Ce qui inquiète Médecins Sans Frontières (MSF), c’est le risque de voir une baisse significative des ressources allouées au traitement nuire aux récentes améliorations en Afrique centrale et occidentale. Cette inquiétude provient du fait que le Fonds mondial estime à 30 % la baisse des dotations de fonds à la région pour 2018-2020, par rapport aux subventions accordées pour la riposte au VIH lors de la période précédente. En 2016, MSF a été parmi les premiers à tirer la sonnette d’alarme concernant le nombre élevé de décès dus au VIH dans la région, et le fait que jusqu’à 80 % des enfants n’ont pas la possibilité d’accéder au traitement antirétroviral. Nathalie Cartier, Conseillère sur la politique concernant le VIH et chargée de la sensibilisation chez MSF, a déclaré que son organisation soutenait le plan de rattrapage pour l’Afrique centrale et occidentale, mais qu’il fallait le mettre en œuvre dans son intégralité. « La volonté politique était prometteuse, mais il est temps maintenant d’en faire une réalité sur le terrain, pour que les personnes vivant avec le VIH puissent en récolter les bénéfices », a-t-elle expliqué.
Le Fond mondial soutient le plan de rattrapage en Afrique de l'Ouest et du Centre et collabore étroitement avec les pays pour maximiser l'impact des ses investissements.
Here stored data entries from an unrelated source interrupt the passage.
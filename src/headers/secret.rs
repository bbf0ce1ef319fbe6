//! Secret providers.
//!
//! Header values may embed `${secret:NAME}` placeholders. Each NAME is declared
//! under `[secrets]` with a source; the value is read when a route table is
//! compiled (startup and every reload) so rotated files are picked up.
//!
//! Secret values only ever live inside [`Secret`], whose `Debug` is redacted
//! and which has no `Display`.

use std::collections::BTreeMap;
use std::fmt;
use std::path::PathBuf;

use crate::config::SecretConfig;

const PLACEHOLDER_OPEN: &str = "${secret:";

/// Error resolving a secret.
#[derive(Debug, thiserror::Error)]
pub enum SecretError {
    #[error("secret {name:?}: environment variable {var} is not set")]
    MissingEnv { name: String, var: String },
    #[error("secret {name:?}: cannot read {path:?}: {source}")]
    File {
        name: String,
        path: PathBuf,
        source: std::io::Error,
    },
    #[error("secret {0:?} is empty")]
    Empty(String),
    #[error("secret {0:?} is not declared")]
    Unknown(String),
    #[error("malformed secret placeholder: {0}")]
    Placeholder(String),
}

/// A resolved secret value.
#[derive(Clone, PartialEq, Eq)]
pub struct Secret(String);

impl Secret {
    #[cfg(test)]
    pub(crate) fn new(value: impl Into<String>) -> Self {
        Self(value.into())
    }

    /// Access to the raw value is limited to the header layer.
    pub(super) fn expose(&self) -> &str {
        &self.0
    }
}

impl fmt::Debug for Secret {
    fn fmt(&self, f: &mut fmt::Formatter<'_>) -> fmt::Result {
        f.write_str("Secret([REDACTED])")
    }
}

/// A source of secret material.
pub trait SecretProvider: Send + Sync + fmt::Debug {
    /// Read the current value.
    fn load(&self) -> Result<Secret, SecretError>;
}

/// Reads a secret from an environment variable.
#[derive(Debug)]
pub struct EnvSecret {
    name: String,
    var: String,
}

impl SecretProvider for EnvSecret {
    fn load(&self) -> Result<Secret, SecretError> {
        let value = std::env::var(&self.var).map_err(|_| SecretError::MissingEnv {
            name: self.name.clone(),
            var: self.var.clone(),
        })?;
        non_empty(&self.name, value)
    }
}

/// Reads a secret from a mounted file.
#[derive(Debug)]
pub struct FileSecret {
    name: String,
    path: PathBuf,
}

impl SecretProvider for FileSecret {
    fn load(&self) -> Result<Secret, SecretError> {
        let value = std::fs::read_to_string(&self.path).map_err(|source| SecretError::File {
            name: self.name.clone(),
            path: self.path.clone(),
            source,
        })?;
        non_empty(&self.name, value.trim_end().to_string())
    }
}

fn non_empty(name: &str, value: String) -> Result<Secret, SecretError> {
    if value.is_empty() {
        Err(SecretError::Empty(name.to_string()))
    } else {
        Ok(Secret(value))
    }
}

/// Declared secret sources, keyed by name.
#[derive(Debug, Default)]
pub struct SecretStore {
    providers: BTreeMap<String, Box<dyn SecretProvider>>,
}

impl SecretStore {
    pub fn from_config(secrets: &BTreeMap<String, SecretConfig>) -> Self {
        let providers = secrets
            .iter()
            .map(|(name, source)| {
                let provider: Box<dyn SecretProvider> = match source {
                    SecretConfig::Env(var) => Box::new(EnvSecret {
                        name: name.clone(),
                        var: var.clone(),
                    }),
                    SecretConfig::File(path) => Box::new(FileSecret {
                        name: name.clone(),
                        path: PathBuf::from(path),
                    }),
                };
                (name.clone(), provider)
            })
            .collect();
        Self { providers }
    }

    /// Register a provider directly.
    pub fn insert(&mut self, name: impl Into<String>, provider: Box<dyn SecretProvider>) {
        self.providers.insert(name.into(), provider);
    }

    /// Substitute every placeholder in `template`.
    ///
    /// Returns the expanded value and the secrets it embeds.
    pub(crate) fn expand(&self, template: &str) -> Result<(String, Vec<Secret>), SecretError> {
        let mut out = String::with_capacity(template.len());
        let mut used = Vec::new();
        let mut rest = template;

        while let Some(start) = rest.find(PLACEHOLDER_OPEN) {
            out.push_str(&rest[..start]);
            let after = &rest[start + PLACEHOLDER_OPEN.len()..];
            let end = after
                .find('}')
                .ok_or_else(|| SecretError::Placeholder(template.to_string()))?;
            let name = &after[..end];
            let secret = self
                .providers
                .get(name)
                .ok_or_else(|| SecretError::Unknown(name.to_string()))?
                .load()?;
            out.push_str(secret.expose());
            used.push(secret);
            rest = &after[end + 1..];
        }
        out.push_str(rest);

        Ok((out, used))
    }
}

/// Names of the secrets referenced by a header value template.
pub fn secret_references(template: &str) -> Result<Vec<&str>, String> {
    let mut names = Vec::new();
    let mut rest = template;
    while let Some(start) = rest.find(PLACEHOLDER_OPEN) {
        let after = &rest[start + PLACEHOLDER_OPEN.len()..];
        let end = after
            .find('}')
            .ok_or_else(|| "unterminated ${secret:...} placeholder".to_string())?;
        if end == 0 {
            return Err("empty secret name in placeholder".to_string());
        }
        names.push(&after[..end]);
        rest = &after[end + 1..];
    }
    Ok(names)
}
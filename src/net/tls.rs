//! TLS configuration and certificate loading.

use std::path::Path;
use std::sync::OnceLock;

use axum_server::tls_rustls::RustlsConfig;

/// Install ring as the process-wide rustls provider, once.
pub fn ensure_crypto_provider() {
    static INSTALLED: OnceLock<()> = OnceLock::new();
    INSTALLED.get_or_init(|| {
        // Err means another provider was installed first, which is fine.
        let _ = rustls::crypto::ring::default_provider().install_default();
    });
}

/// Load TLS configuration from certificate and key files.
pub async fn load_tls_config(
    cert_path: &Path,
    key_path: &Path,
) -> Result<RustlsConfig, std::io::Error> {
    if !cert_path.exists() {
        return Err(std::io::Error::new(
            std::io::ErrorKind::NotFound,
            format!("Certificate file not found: {:?}", cert_path),
        ));
    }
    if !key_path.exists() {
        return Err(std::io::Error::new(
            std::io::ErrorKind::NotFound,
            format!("Private key file not found: {:?}", key_path),
        ));
    }

    ensure_crypto_provider();
    RustlsConfig::from_pem_file(cert_path, key_path).await
}
//! MCP reverse gateway.
//!
//! Sits in front of one or more MCP servers and forwards agent traffic to
//! them, adding credentials the agents never see.
//!
//! # Architecture Overview
//!
//! ```text
//!     Client Request
//!     ──────────────▶ http::server ──▶ routing ──▶ headers ──▶ session ──▶ upstream
//!                     request id,      longest     set/remove   sticky      pool keyed by
//!                     tracing,         prefix,     + secrets    backend     (host, port, sni)
//!                     concurrency      rewrite                  binding     TLS with SNI
//!                                                                                │
//!     Client Response                                                            ▼
//!     ◀────────────── http::body ◀──────────── http::response ◀───────────── Backend
//!                     streamed frames,         hop-by-hop and                 MCP server
//!                     idle deadline            injected headers stripped
//!
//!     Cross-cutting: config (+ hot reload), observability, resilience
//!                    (connect retries), lifecycle (signals, shutdown), admin
//! ```

// Core subsystems
pub mod config;
pub mod headers;
pub mod http;
pub mod net;
pub mod routing;
pub mod session;
pub mod upstream;

// Traffic management
pub mod load_balancer;

// Cross-cutting concerns
pub mod admin;
pub mod lifecycle;
pub mod observability;
pub mod resilience;

pub use config::schema::ProxyConfig;
pub use http::HttpServer;
pub use lifecycle::Shutdown;
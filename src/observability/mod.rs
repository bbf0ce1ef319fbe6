//! Observability subsystem.
//!
//! # Data Flow
//! ```text
//! All subsystems produce:
//!     → logging.rs (structured tracing events, request id in the span)
//!     → metrics.rs (counters, gauges, histograms)
//!
//! Consumers:
//!     → stdout (fmt layer, full or compact)
//!     → Metrics endpoint (Prometheus scrape)
//! ```
//!
//! # Design Decisions
//! - Structured fields, never whole header maps
//! - Secret values never reach a log line or a metric label
//! - Metric updates are no-ops until a recorder is installed

pub mod logging;
pub mod metrics;
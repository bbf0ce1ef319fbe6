//! Configuration management subsystem.
//!
//! # Data Flow
//! ```text
//! config file (TOML)
//!     → loader.rs (parse & deserialize)
//!     → validation.rs (semantic checks)
//!     → ProxyConfig (validated, immutable)
//!     → compiled into a Runtime (routes, injectors, backends)
//!
//! On file change:
//!     watcher.rs detects change
//!     → loader.rs loads new config
//!     → validation.rs validates
//!     → server compiles it and swaps the Runtime atomically
//! ```
//!
//! # Design Decisions
//! - Config is immutable once loaded; changes require full reload
//! - All fields have defaults to allow minimal configs
//! - Validation separates syntactic (serde) from semantic checks

pub mod loader;
pub mod schema;
pub mod validation;
pub mod watcher;

pub use loader::{load_config, parse_config, ConfigError};
pub use watcher::ConfigWatcher;
pub use schema::{
    AdminConfig, BackendConfig, HeaderOpConfig, LimitsConfig, ListenerConfig, ObservabilityConfig,
    PoolConfig, ProxyConfig, ReinitPolicy, RetryConfig, RouteConfig, SecretConfig, SessionConfig,
    TimeoutConfig, TlsConfig,
};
Selon eux, la mobilisation de ressources domestiques additionnelles est essentielle pour renforcer les systèmes de santé à long terme et favoriser leur appropriation par les pays.
Une raison de plus pour décentraliser les systèmes de santé et tirer profit des innovations pour maintenir les frais de santé à un faible niveau. L’auto-dépistage du VIH, les nouveaux médicaments et les stratégies à fort impact impliquant les communautés sont des aspects fondamentaux pour améliorer l’efficacité. « Avec le dépistage sur le lieu des soins au sein des communautés et des ménages, le délai est réduit au minimum entre le diagnostic et la mise sous traitement », a expliqué Cheick Tidiane Tall, Directeur du Réseau EVA, un réseau de pédiatres spécialisés dans les soins liés au VIH. « Sur le long terme, cela représente beaucoup de vies sauvées et de ressources économisées », a-t-il ajouté.
Le Professeur Serge Eholié, spécialiste ivoirien des maladies infectieuses et tropicales, ne pouvait pas être plus d’accord avec lui. « Des systèmes de santé flexibles profitant des diverses innovations sont une question de bon sens », a-t-il déclaré. S’adressant au Ministre de la Santé de République centrafricaine, Pierre Somse, il lui a demandé : « Que répondez-vous à cela ? »
M. Somse, lui aussi médecin de formation, lui a fait cette réponse : « Nous autres médecins restons des médecins, mais il est nécessaire que nous nous appuyions sur les communautés, et inversement ». « Les patients sont au cœur de cette question ; ils sont et devraient toujours demeurer notre priorité », a-t-il ajouté.